Grace has undergone dozens of tests and procedures. She has completed a very aggressive treatment protocol with a variety of IV drugs including: IVIG, Steroids, Cytoxan, and Retuximab. In addition she has been taking oral drugs for over 5 years that are Immune Supressing. Her improvement is amazing and leaves us with hope. But that's not the case for everyone, and her situation can change at the blink of an eye. We need to find more viable treatments and a cure! Please help us make it a reality for more patients. Because there are so few proven effective treatments, insurance companies often refuse to pay for these extremely expensive treatments. Please help us find answers and treatments by supporting The Scleroderma Foundation of Michigan!

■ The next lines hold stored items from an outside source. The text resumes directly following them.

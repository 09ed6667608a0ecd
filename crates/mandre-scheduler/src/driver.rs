//! Event loop that drives a scheduler from a host process.

use tokio::sync::watch;
use tokio::time::{Instant, sleep};
use tracing::{debug, info};

use crate::Scheduler;

impl Scheduler {
    /// Tick whenever work is due until `shutdown_rx` reads `true`.
    ///
    /// Sleeps between ticks for [`Scheduler::sleep_duration`] and sweeps
    /// expired records every `gc_interval` when retention is configured.
    pub async fn run(&self, mut shutdown_rx: watch::Receiver<bool>) {
        info!("scheduler starting");
        let mut last_gc = Instant::now();

        loop {
            if *shutdown_rx.borrow() {
                info!("scheduler shutting down");
                break;
            }

            let now = self.clock().now();
            let report = self.tick(now).await;
            if !report.is_empty() {
                debug!(
                    dispatched = report.dispatched.len(),
                    outcomes = report.outcomes.len(),
                    "tick finished"
                );
            }

            if self.config().retention.is_some() && last_gc.elapsed() >= self.config().gc_interval
            {
                self.collect_garbage().await;
                last_gc = Instant::now();
            }

            let sleep_duration = self.sleep_duration().await;

            tokio::select! {
                _ = shutdown_rx.changed() => {
                    if *shutdown_rx.borrow() {
                        info!("scheduler received shutdown signal");
                    }
                }
                _ = sleep(sleep_duration) => {}
            }
        }

        info!("scheduler shut down gracefully");
    }
}
//! Durable task scheduler for MandreLib plugins.
//!
//! This crate provides a persistent scheduler that:
//! - Stores task state through a pluggable [`TaskStore`]
//! - Survives crashes and restarts (in-flight deliveries count as a failed attempt)
//! - Supports one-shot, fixed-interval and calendar (cron) tasks
//! - Retries failed deliveries with capped exponential backoff
//!
//! Time comes only from a [`Clock`] and due work leaves only through a
//! [`DispatchSink`], so hosts and tests inject both.

pub mod calendar;
mod clock;
mod config;
mod dispatch;
mod driver;
mod error;
mod events;
mod scheduler;
pub mod store;
mod types;

pub use clock::{Clock, ManualClock, SystemClock};
pub use config::SchedulerConfig;
pub use dispatch::{DeliveryFn, DeliveryOutcome, DispatchSink, FnSink, LogSink};
pub use error::SchedulerError;
pub use events::{SchedulerEvent, TaskOutcome, TickReport};
pub use scheduler::Scheduler;
pub use store::{FileStore, MemoryStore, TaskStore};
pub use types::{RetryPolicy, Settlement, Task, TaskHandle, TaskId, TaskKind, TaskSpec, TaskState};
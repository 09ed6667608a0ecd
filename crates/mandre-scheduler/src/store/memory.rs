//! In-memory task store.

use std::sync::atomic::{AtomicBool, Ordering};

use async_trait::async_trait;
use dashmap::mapref::entry::Entry;
use dashmap::{DashMap, DashSet};

use super::{TaskStore, check_version};
use crate::{SchedulerError, Task, TaskId};

/// Task store backed by a concurrent map.
///
/// Survives scheduler restarts as long as the store itself is shared (for
/// example through an `Arc`). Supports failure injection so hosts and tests
/// can exercise storage outages.
#[derive(Debug, Default)]
pub struct MemoryStore {
    tasks: DashMap<TaskId, Task>,
    unavailable: AtomicBool,
    failing_puts: DashSet<TaskId>,
}

impl MemoryStore {
    /// Create an empty store.
    pub fn new() -> Self {
        Self::default()
    }

    /// Make every operation fail with `StorageUnavailable` until cleared.
    pub fn set_unavailable(&self, unavailable: bool) {
        self.unavailable.store(unavailable, Ordering::SeqCst);
    }

    /// Make writes of one task fail until [`MemoryStore::clear_failures`].
    pub fn fail_puts_for(&self, id: &TaskId) {
        self.failing_puts.insert(id.clone());
    }

    /// Remove all injected failures.
    pub fn clear_failures(&self) {
        self.unavailable.store(false, Ordering::SeqCst);
        self.failing_puts.clear();
    }

    /// Overwrite a record without version checks, as an external writer would.
    pub fn insert_raw(&self, task: Task) {
        self.tasks.insert(task.id.clone(), task);
    }

    /// Number of stored records.
    pub fn len(&self) -> usize {
        self.tasks.len()
    }

    /// Whether the store holds no records.
    pub fn is_empty(&self) -> bool {
        self.tasks.is_empty()
    }

    fn check_available(&self) -> Result<(), SchedulerError> {
        if self.unavailable.load(Ordering::SeqCst) {
            return Err(SchedulerError::StorageUnavailable(
                "memory store marked unavailable".to_string(),
            ));
        }
        Ok(())
    }
}

#[async_trait]
impl TaskStore for MemoryStore {
    async fn put(&self, task: &Task) -> Result<(), SchedulerError> {
        self.check_available()?;
        if self.failing_puts.contains(&task.id) {
            return Err(SchedulerError::StorageUnavailable(format!(
                "injected write failure for {}",
                task.id
            )));
        }

        match self.tasks.entry(task.id.clone()) {
            Entry::Occupied(mut entry) => {
                check_version(Some(entry.get().version), task)?;
                entry.insert(task.clone());
            }
            Entry::Vacant(entry) => {
                entry.insert(task.clone());
            }
        }
        Ok(())
    }

    async fn get(&self, id: &TaskId) -> Result<Option<Task>, SchedulerError> {
        self.check_available()?;
        Ok(self.tasks.get(id).map(|t| t.value().clone()))
    }

    async fn delete(&self, id: &TaskId) -> Result<(), SchedulerError> {
        self.check_available()?;
        self.tasks.remove(id);
        Ok(())
    }

    async fn list_all(&self) -> Result<Vec<Task>, SchedulerError> {
        self.check_available()?;
        Ok(self.tasks.iter().map(|t| t.value().clone()).collect())
    }
}

#[cfg(test)]
mod tests {
    use super::*;
    use crate::{RetryPolicy, TaskSpec};
    use chrono::DateTime;

    fn task(raw: u64) -> Task {
        Task::from_spec(
            TaskId::from_raw(raw),
            TaskSpec::interval("tick", 5),
            RetryPolicy::default(),
            DateTime::from_timestamp(0, 0).unwrap(),
        )
        .unwrap()
    }

    #[tokio::test]
    async fn test_put_get_delete() {
        let store = MemoryStore::new();
        let mut t = task(1);
        t.version = 1;
        store.put(&t).await.unwrap();
        assert_eq!(store.get(&t.id).await.unwrap(), Some(t.clone()));

        store.delete(&t.id).await.unwrap();
        assert!(store.get(&t.id).await.unwrap().is_none());
        // Deleting again is fine.
        store.delete(&t.id).await.unwrap();
    }

    #[tokio::test]
    async fn test_stale_write_conflicts() {
        let store = MemoryStore::new();
        let mut t = task(1);
        t.version = 1;
        store.put(&t).await.unwrap();

        t.version = 2;
        store.put(&t).await.unwrap();

        // Another writer based on version 1.
        let mut stale = t.clone();
        stale.version = 2;
        let err = store.put(&stale).await.unwrap_err();
        assert!(matches!(
            err,
            SchedulerError::Conflict {
                expected: 1,
                found: 2,
                ..
            }
        ));
    }

    #[tokio::test]
    async fn test_unavailable_store_fails_everything() {
        let store = MemoryStore::new();
        store.set_unavailable(true);
        let t = task(1);
        assert!(matches!(
            store.put(&t).await,
            Err(SchedulerError::StorageUnavailable(_))
        ));
        assert!(store.list_all().await.is_err());

        store.clear_failures();
        assert!(store.list_all().await.unwrap().is_empty());
    }

    #[tokio::test]
    async fn test_failing_puts_are_per_task() {
        let store = MemoryStore::new();
        let a = task(1);
        let b = task(2);
        store.fail_puts_for(&a.id);
        assert!(store.put(&a).await.is_err());
        store.put(&b).await.unwrap();
        assert_eq!(store.len(), 1);
    }
}
//! Calendar (cron-like) recurrence arithmetic.
//!
//! Pure functions over cron expressions. Both the classic five-field form
//! (`min hour dom mon dow`) and the six/seven-field form with seconds (and an
//! optional year) are accepted. Five-field expressions fire at second zero.

use std::str::FromStr;

use chrono::{DateTime, Utc};
use cron::Schedule;

use crate::SchedulerError;

/// A parsed calendar expression.
#[derive(Debug, Clone)]
pub struct CalendarExpression {
    source: String,
    schedule: Schedule,
}

impl CalendarExpression {
    /// Parse a calendar expression.
    pub fn parse(expression: &str) -> Result<Self, SchedulerError> {
        let trimmed = expression.trim();
        if trimmed.is_empty() {
            return Err(SchedulerError::InvalidSchedule(
                "calendar expression is empty".to_string(),
            ));
        }

        let normalized = if trimmed.split_whitespace().count() == 5 {
            format!("0 {}", trimmed)
        } else {
            trimmed.to_string()
        };

        let schedule = Schedule::from_str(&normalized).map_err(|e| {
            SchedulerError::InvalidSchedule(format!(
                "unparsable calendar expression '{}': {}",
                trimmed, e
            ))
        })?;

        Ok(Self {
            source: trimmed.to_string(),
            schedule,
        })
    }

    /// The expression as written by the registrant.
    pub fn source(&self) -> &str {
        &self.source
    }

    /// First occurrence strictly after `after`, or `None` if the expression
    /// has no further occurrences.
    pub fn next_after(&self, after: DateTime<Utc>) -> Option<DateTime<Utc>> {
        self.schedule.after(&after).next()
    }
}

/// Compute the next occurrence of `expression` strictly after `after`.
pub fn next_after(
    expression: &str,
    after: DateTime<Utc>,
) -> Result<Option<DateTime<Utc>>, SchedulerError> {
    Ok(CalendarExpression::parse(expression)?.next_after(after))
}

#[cfg(test)]
mod tests {
    use super::*;
    use chrono::TimeZone;

    fn at(h: u32, m: u32, s: u32) -> DateTime<Utc> {
        Utc.with_ymd_and_hms(2025, 3, 14, h, m, s).unwrap()
    }

    #[test]
    fn test_five_field_expression_fires_on_minute_boundary() {
        let next = next_after("*/15 * * * *", at(10, 7, 30)).unwrap().unwrap();
        assert_eq!(next, at(10, 15, 0));
    }

    #[test]
    fn test_six_field_expression_with_seconds() {
        let next = next_after("30 * * * * *", at(10, 7, 30)).unwrap().unwrap();
        assert_eq!(next, at(10, 8, 30));
    }

    #[test]
    fn test_next_is_strictly_after() {
        let expr = CalendarExpression::parse("0 12 * * *").unwrap();
        let noon = at(12, 0, 0);
        let next = expr.next_after(noon).unwrap();
        assert!(next > noon);
        assert_eq!(next, Utc.with_ymd_and_hms(2025, 3, 15, 12, 0, 0).unwrap());
    }

    #[test]
    fn test_expression_in_the_past_has_no_next() {
        let expr = CalendarExpression::parse("0 0 0 1 1 * 2001").unwrap();
        assert!(expr.next_after(at(0, 0, 0)).is_none());
    }

    #[test]
    fn test_rejects_garbage() {
        assert!(matches!(
            CalendarExpression::parse("every tuesday"),
            Err(SchedulerError::InvalidSchedule(_))
        ));
        assert!(matches!(
            CalendarExpression::parse("   "),
            Err(SchedulerError::InvalidSchedule(_))
        ));
    }

    #[test]
    fn test_source_is_trimmed() {
        let expr = CalendarExpression::parse("  0 9 * * MON  ").unwrap();
        assert_eq!(expr.source(), "0 9 * * MON");
    }
}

Grace does not sit idle waiting for a cure. She is one of the strongest juvenile advocates I've evern seen. She has spoken to over 4000 Medical Students at various universities in Michigan (including Wayne State, Central Michigan and Michigan State) as a patient advocate and educator. She has been interviewed by several news stations about her disease. Grace speaks to groups of kids, helps fundraise, and organizes groups to march in local holiday parades to bring awareness.
Donating through this site is simple, fast and totally secure. It is also the most efficient way to support Team Grace and help raise funds for scleroderma patients. To make a donation, click the "Donate Now" button.
If you would like to join us at the event, and walk and help raise funds, please click on “Join My Team” and follow the directions.
Please help today! Invite other family and friends! The more the merrier! We sincerely appreciate your support, and are grateful for all of your kind words and encouragement as well.
Help us bring more awareness to scleroderma so we can find a cure!
Thank you! Grace, Pamela and Brian (and big brother Mason too!)